Jade Scientific (jadesci.com) carries DMG from Alfa Aesar and Spectrum, though I've not bought them there.


----------



## nickvc (Mar 1, 2016)

Just a quick thought you mentioned precipitating lots of Pd, I think that DMG might not be the best choice as it produces voluminous amounts of salts, do you have to use DMG or could you find a better way, it's great for testing not so sure about large precipitation of Pd.
If I read your OP wrong then ignore these comments.


----------



## alexxx (Mar 1, 2016)

nickvc said:


> Just a quick thought you mentioned precipitating lots of Pd, I think that DMG might not be the best choice as it produces voluminous amounts of salts, do you have to use DMG or could you find a better way, it's great for testing not so sure about large precipitation of Pd.
> If I read your OP wrong then ignore these comments.
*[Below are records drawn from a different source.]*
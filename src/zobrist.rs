//! Zobrist hashing (C1) and the cuckoo repetition table (C2).
//!
//! Keys are generated once from a fixed-seed PRNG so every run of the engine
//! (and every test) sees the same hash values; nothing here depends on
//! process-specific randomness.

use std::sync::OnceLock;

use crate::types::{Color, Piece, PieceType, Square};

struct Keys {
    /// `psq[piece.index()][square.index()]`
    psq: [[u64; 64]; 12],
    castling: [u64; 16],
    en_passant: [u64; 8],
    side: u64,
}

struct SplitMix64(u64);

impl SplitMix64 {
    fn next(&mut self) -> u64 {
        self.0 = self.0.wrapping_add(0x9E37_79B9_7F4A_7C15);
        let mut z = self.0;
        z = (z ^ (z >> 30)).wrapping_mul(0xBF58_476D_1CE4_E5B9);
        z = (z ^ (z >> 27)).wrapping_mul(0x94D0_49BB_1331_11EB);
        z ^ (z >> 31)
    }
}

fn build_keys() -> Keys {
    let mut rng = SplitMix64(0x5131_3F82_FC15_A8E1);
    let mut psq = [[0u64; 64]; 12];
    for piece_row in &mut psq {
        for slot in piece_row.iter_mut() {
            *slot = rng.next();
        }
    }
    let mut castling = [0u64; 16];
    for slot in castling.iter_mut() {
        *slot = rng.next();
    }
    let mut en_passant = [0u64; 8];
    for slot in en_passant.iter_mut() {
        *slot = rng.next();
    }
    let side = rng.next();
    Keys { psq, castling, en_passant, side }
}

static KEYS: OnceLock<Keys> = OnceLock::new();

pub fn init() {
    KEYS.get_or_init(build_keys);
}

fn keys() -> &'static Keys {
    KEYS.get().expect("zobrist::init() must run before hashing")
}

#[must_use]
pub fn piece_key(piece: Piece, sq: Square) -> u64 {
    keys().psq[piece.index()][sq.index()]
}

#[must_use]
pub fn castling_key(rights: u8) -> u64 {
    keys().castling[(rights & 0xf) as usize]
}

#[must_use]
pub fn en_passant_key(file: u8) -> u64 {
    keys().en_passant[(file & 7) as usize]
}

#[must_use]
pub fn side_key() -> u64 {
    keys().side
}

/// `pawn_key`/`non_pawn_key` let the NNUE refresh table and correction
/// histories track pawn structure and non-pawn material independently of
/// the full position hash; both are plain sums of the same `psq` table
/// restricted to a piece-type subset, so no separate key table is needed.
#[must_use]
pub fn is_pawn(piece: Piece) -> bool {
    !piece.is_none() && piece.piece_type() == PieceType::Pawn
}

const CUCKOO_SIZE: usize = 8192;

/// Reversible non-pawn, non-castling, non-capture moves used for the
/// upcoming-repetition oracle, keyed by `hash_1`/`hash_2`.
struct CuckooTable {
    keys: [u64; CUCKOO_SIZE],
    moves: [Option<(Square, Square, Piece)>; CUCKOO_SIZE],
}

fn h1(key: u64) -> usize {
    (key & (CUCKOO_SIZE as u64 - 1)) as usize
}

fn h2(key: u64) -> usize {
    ((key >> 16) & (CUCKOO_SIZE as u64 - 1)) as usize
}

fn build_cuckoo() -> CuckooTable {
    let mut table = CuckooTable {
        keys: [0u64; CUCKOO_SIZE],
        moves: [None; CUCKOO_SIZE],
    };
    let mut count = 0usize;
    for color_idx in 0..2 {
        let color = if color_idx == 0 { Color::White } else { Color::Black };
        for &pt in &[
            PieceType::Knight,
            PieceType::Bishop,
            PieceType::Rook,
            PieceType::Queen,
            PieceType::King,
        ] {
            let piece = Piece::new(pt, color);
            for s1 in 0u8..64 {
                for s2 in (s1 + 1)..64 {
                    let from = Square(s1);
                    let to = Square(s2);
                    let attacks = match pt {
                        PieceType::Knight => crate::attacks::knight_attacks(from),
                        PieceType::King => crate::attacks::king_attacks(from),
                        PieceType::Bishop => crate::attacks::bishop_attacks(from, 0),
                        PieceType::Rook => crate::attacks::rook_attacks(from, 0),
                        PieceType::Queen => crate::attacks::queen_attacks(from, 0),
                        PieceType::Pawn => 0,
                    };
                    if attacks & to.bitboard() == 0 {
                        continue;
                    }
                    let mut key = piece_key(piece, from) ^ piece_key(piece, to) ^ side_key();
                    let mut mv = Some((from, to, piece));
                    let mut i = h1(key);
                    loop {
                        std::mem::swap(&mut table.keys[i], &mut key);
                        std::mem::swap(&mut table.moves[i], &mut mv);
                        if key == 0 {
                            count += 1;
                            break;
                        }
                        i = if i == h1(key) { h2(key) } else { h1(key) };
                    }
                }
            }
        }
    }
    // Self-check, per the design notes: this count is a property of the
    // construction (how many reversible slider/leaper move pairs exist on
    // an empty board), not a constant to be hard-coded or asserted exactly
    // equal to any single number across engine variants. We only log it.
    log::debug!("cuckoo table populated with {count} reversible moves");
    table
}

static CUCKOO: OnceLock<CuckooTable> = OnceLock::new();

fn cuckoo() -> &'static CuckooTable {
    CUCKOO.get_or_init(build_cuckoo)
}

/// True if some legal reversible move reaches a position with hash `key`,
/// i.e. `key` could plausibly recur via a single reversible move from the
/// current position. Callers additionally verify the move is pseudo-legal
/// and non-capturing in the current position before trusting the result.
#[must_use]
pub fn cuckoo_lookup(key: u64) -> Option<(Square, Square, Piece)> {
    let table = cuckoo();
    let i1 = h1(key);
    if table.keys[i1] == key {
        return table.moves[i1];
    }
    let i2 = h2(key);
    if table.keys[i2] == key {
        return table.moves[i2];
    }
    None
}

#[cfg(test)]
mod tests {
    use super::*;

    #[test]
    fn psq_keys_are_distinct() {
        init();
        let a = piece_key(Piece::new(PieceType::Pawn, Color::White), Square::A1);
        let b = piece_key(Piece::new(PieceType::Pawn, Color::White), Square(1));
        let c = piece_key(Piece::new(PieceType::Knight, Color::White), Square::A1);
        assert_ne!(a, b);
        assert_ne!(a, c);
    }

    #[test]
    fn castling_keys_cover_all_16_combinations() {
        init();
        let mut seen = std::collections::HashSet::new();
        for rights in 0u8..16 {
            seen.insert(castling_key(rights));
        }
        assert_eq!(seen.len(), 16);
    }

    #[test]
    fn cuckoo_table_finds_a_known_reversible_knight_hop() {
        init();
        crate::attacks::init();
        let piece = Piece::new(PieceType::Knight, Color::White);
        let key = piece_key(piece, Square::A1) ^ piece_key(piece, Square(17)) ^ side_key();
        assert!(cuckoo_lookup(key).is_some());
    }
}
There's always many ways to skin a cat and I'm always ready to learn new tricks.
The only method I have studied and I know so far when it comes to Pd extraction is with DMG / Ammonia / HCL / Calcine / Melt.

From a nitrate solution containing mainly Ag, decent amount of Pd and some traces of Au (~80% / ~5% / ~1% / other base metal contaminants).


----------



## etack (Mar 1, 2016)

Pd in Ag nitric solutions seems to be a problem do deal with. my question is can it be separated by making the silver nitrate grow crystals though evaporation? The Pd nitrate crystals I know grow orange. I wonder if one will grow before the other?
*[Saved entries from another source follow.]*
//! C10: the top-level `Engine` that owns everything a UCI session needs
//! across its lifetime. Grounded on the teacher's `uci::orchestrator`
//! (construct once, mutate in place per command) but rebuilt around this
//! spec's runtime-loaded NNUE weights and always-on thread pool rather than
//! the teacher's process-global `search_control` statics.
//!
//! Construction order matters here: `attacks::init()` and `zobrist::init()`
//! must run before the first `Position` exists, since move generation and
//! hashing both read from those tables. `Engine::new` does this once, up
//! front, so every later call can assume the tables are live.

use std::path::PathBuf;
use std::sync::Arc;

use crate::config::EngineConfig;
use crate::error::UciError;
use crate::nnue::NnueNetwork;
use crate::position::Position;
use crate::threads::{SharedContext, ThreadPool};
use crate::timeman::TimeControl;
use crate::tt::TranspositionTable;
use crate::types::Move;

/// A single `go`'s outcome, handed back to the frontend to print as
/// `bestmove [ponder ...]`.
pub struct GoResult {
    pub best_move: Move,
    pub ponder_move: Option<Move>,
    pub nodes: u64,
    pub depth_completed: i32,
    pub seldepth: i32,
    pub score: i32,
    pub pv: Vec<Move>,
}

pub struct Engine {
    config: EngineConfig,
    pos: Position,
    tt: Arc<TranspositionTable>,
    nnue: Arc<NnueNetwork>,
    pool: ThreadPool,
}

impl Engine {
    #[must_use]
    pub fn new(config: EngineConfig) -> Self {
        crate::attacks::init();
        crate::zobrist::init();

        let tt = Arc::new(TranspositionTable::new(config.hash_mb));
        let nnue = Arc::new(load_or_placeholder(config.eval_file.as_deref()));
        let shared = Arc::new(SharedContext::new(Arc::clone(&tt), Arc::clone(&nnue)));
        let pool = ThreadPool::new(shared, config.threads);

        Engine { config, pos: Position::startpos(), tt, nnue, pool }
    }

    #[must_use]
    pub fn config(&self) -> &EngineConfig {
        &self.config
    }

    #[must_use]
    pub fn position(&self) -> &Position {
        &self.pos
    }

    /// `position startpos [moves ...]` / `position fen <fen> [moves ...]`.
    pub fn set_position(&mut self, fen: Option<&str>, moves: &[String]) -> Result<(), UciError> {
        self.pos = match fen {
            Some(fen) => Position::from_fen(fen)?,
            None => Position::startpos(),
        };
        for move_str in moves {
            let mv = parse_uci_move(&self.pos, move_str)
                .ok_or_else(|| UciError::InvalidMove {
                    move_str: move_str.clone(),
                    error: crate::error::MoveParseError { reason: "not legal in this position".to_string() },
                })?;
            self.pos.make_move(mv);
        }
        Ok(())
    }

    pub fn ucinewgame(&mut self) {
        self.pool.stop();
        self.tt.clear();
        self.pos = Position::startpos();
    }

    pub fn stop(&self) {
        self.pool.stop();
    }

    /// Runs `go` to completion (blocking the calling thread; the frontend is
    /// expected to have already spawned this off the stdin-reading thread if
    /// it wants `stop` to interrupt it).
    #[must_use]
    pub fn go(&mut self, control: TimeControl) -> GoResult {
        let outcome = self.pool.search(&self.pos, &self.config, control);
        GoResult {
            best_move: outcome.best_move,
            ponder_move: outcome.ponder_move,
            nodes: outcome.total_nodes,
            depth_completed: outcome.depth_completed,
            seldepth: outcome.seldepth,
            score: outcome.score,
            pv: outcome.pv,
        }
    }

    #[must_use]
    pub fn hashfull(&self) -> u32 {
        self.tt.hashfull_per_mille()
    }

    #[must_use]
    pub fn perft(&mut self, depth: u32) -> u64 {
        crate::perft::perft(&mut self.pos, depth)
    }

    #[must_use]
    pub fn divide(&mut self, depth: u32) -> Vec<(Move, u64)> {
        crate::perft::divide(&mut self.pos, depth)
    }

    /// Pretty board dump for the `d` command: ranks 8 down to 1, FEN, and hash.
    #[must_use]
    pub fn pretty_print(&self) -> String {
        let mut out = String::new();
        for rank in (0..8u8).rev() {
            out.push_str("+---+---+---+---+---+---+---+---+\n");
            for file in 0..8u8 {
                let sq = crate::types::Square::from_file_rank(file, rank);
                let piece = self.pos.piece_at(sq);
                let c = if piece.is_none() { ' ' } else { piece.piece_type().char(piece.color()) };
                out.push_str(&format!("| {c} "));
            }
            out.push_str("|\n");
        }
        out.push_str("+---+---+---+---+---+---+---+---+\n");
        out.push_str(&format!("Fen: {}\n", self.pos.fen()));
        out.push_str(&format!("Key: {:016x}\n", self.pos.hash()));
        out
    }

    pub fn set_hash_mb(&mut self, hash_mb: usize) {
        self.config.hash_mb = hash_mb;
        self.tt.resize(hash_mb);
    }

    pub fn set_threads(&mut self, threads: usize) {
        self.config.threads = threads;
        self.pool.set_threads(threads);
    }

    pub fn set_multi_pv(&mut self, multi_pv: usize) {
        self.config.multi_pv = multi_pv.max(1);
    }

    pub fn set_move_overhead_ms(&mut self, ms: u64) {
        self.config.move_overhead_ms = ms;
    }

    pub fn set_syzygy_path(&mut self, path: PathBuf) {
        self.config.syzygy_path = Some(path);
    }

    /// Replaces the live NNUE weights. A bad file leaves the previously
    /// loaded network (or the zeroed placeholder) in place and reports the
    /// error to the caller instead of aborting the session.
    pub fn set_eval_file(&mut self, path: PathBuf) -> Result<(), crate::error::WeightLoadError> {
        let net = Arc::new(NnueNetwork::load(&path)?);
        self.config.eval_file = Some(path);
        self.nnue = net;
        self.rebuild_pool();
        Ok(())
    }

    fn rebuild_pool(&mut self) {
        let shared = Arc::new(SharedContext::new(Arc::clone(&self.tt), Arc::clone(&self.nnue)));
        self.pool = ThreadPool::new(shared, self.config.threads);
    }
}

/// No compiled-in default weight blob ships with this crate (§6): until
/// `EvalFile` is set, the engine runs on an all-zero network so every
/// command still has a response, evaluated as a dead-flat position rather
/// than refusing to search.
fn load_or_placeholder(eval_file: Option<&std::path::Path>) -> NnueNetwork {
    match eval_file {
        Some(path) => match NnueNetwork::load(path) {
            Ok(net) => net,
            Err(err) => {
                log::warn!("failed to load eval file {}: {err}; using placeholder weights", path.display());
                NnueNetwork::zeroed()
            }
        },
        None => NnueNetwork::zeroed(),
    }
}

fn parse_uci_move(pos: &Position, move_str: &str) -> Option<Move> {
    let bytes = move_str.as_bytes();
    if bytes.len() < 4 || bytes.len() > 5 {
        return None;
    }
    let from = crate::types::Square::from_str(&move_str[0..2])?;
    let to = crate::types::Square::from_str(&move_str[2..4])?;
    let promo = if bytes.len() == 5 {
        match bytes[4] {
            b'q' => Some(crate::types::PieceType::Queen),
            b'r' => Some(crate::types::PieceType::Rook),
            b'b' => Some(crate::types::PieceType::Bishop),
            b'n' => Some(crate::types::PieceType::Knight),
            _ => return None,
        }
    } else {
        None
    };

    let legals = crate::movegen::generate(pos, crate::movegen::GenType::Legals);
    legals
        .iter()
        .map(|scored| scored.mv)
        .find(|mv| mv.from() == from && mv.to() == to && mv.kind().promotion_piece() == promo)
}

#[cfg(test)]
mod tests {
    use super::*;

    #[test]
    fn startpos_perft_depth_1_is_20() {
        let mut engine = Engine::new(EngineConfig::default());
        assert_eq!(engine.perft(1), 20);
    }

    #[test]
    fn set_position_with_moves_advances_side_to_move() {
        let mut engine = Engine::new(EngineConfig::default());
        engine.set_position(None, &["e2e4".to_string()]).unwrap();
        assert_eq!(engine.position().side_to_move(), crate::types::Color::Black);
    }

    #[test]
    fn unknown_move_is_rejected() {
        let mut engine = Engine::new(EngineConfig::default());
        assert!(engine.set_position(None, &["e2e5".to_string()]).is_err());
    }
}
just a thought to eliminate on or some of one metal.

Eric


----------



## FrugalRefiner (Mar 1, 2016)

alexxx said:


> From a nitrate solution containing mainly Ag, decent amount of Pd and some traces of Au (~80% / ~5% / ~1% / other base metal contaminants).


I would probably add HCl to drop the silver as AgCl. 

~1% gold in a nitrate solution? If it's really there, you could probably drop it with SMB or ferrous sulfate. Then cement the Pd with copper.

Dave


----------



## alexxx (Mar 1, 2016)

FrugalRefiner said:


> alexxx said:
> 
> 
> > From a nitrate solution containing mainly Ag, decent amount of Pd and some traces of Au (~80% / ~5% / ~1% / other base metal contaminants).
> ...



Au wont be dissolved, filtered after Ag & Pd dissolved. I should have mentioned Au was not dissolved into the solution


----------



## FrugalRefiner (Mar 1, 2016)

Then I'd drop the silver as the chloride, then cement the Pd. But that's because I don't deal with much Pd, and I'd rather just recover it at this point. There are other ways to precipitate the palladium as a salt. They might give you a cleaner product if that's what you need. Hoke covers the basics and the forum can provide the details.

Dave


----------



## Barren Realms 007 (Mar 1, 2016)

alexxx said:


> FrugalRefiner said:
> 
> 
> > alexxx said:
> ...



alexxx,

Add HCl to your solution to drop out the silver as silver chloride. Test small samples so you don't use an excess of HCl. Then convert the silver chloride back to elemental silver with one of the known processes.Do a search here on the forum for Sodium Chlorate to use to drop your Pd. You can buy it from Dudadeisel.com.

http://www.dudadiesel.com/search.php?query=%22sodium+chlorate%22

http://goldrefiningforum.com/phpBB3/search.php?keywords=sodium+chlorate&terms=all&author=&sv=0&sc=1&sf=all&sk=t&sd=d&sr=posts&st=0&ch=300&t=0&submit=Search


----------



## alexxx (Mar 1, 2016)

Barren Realms 007 said:


> alexxx said:
> 
> 
> > FrugalRefiner said:
> ...




I will take a look into the sodium chlorate for sure, thanks.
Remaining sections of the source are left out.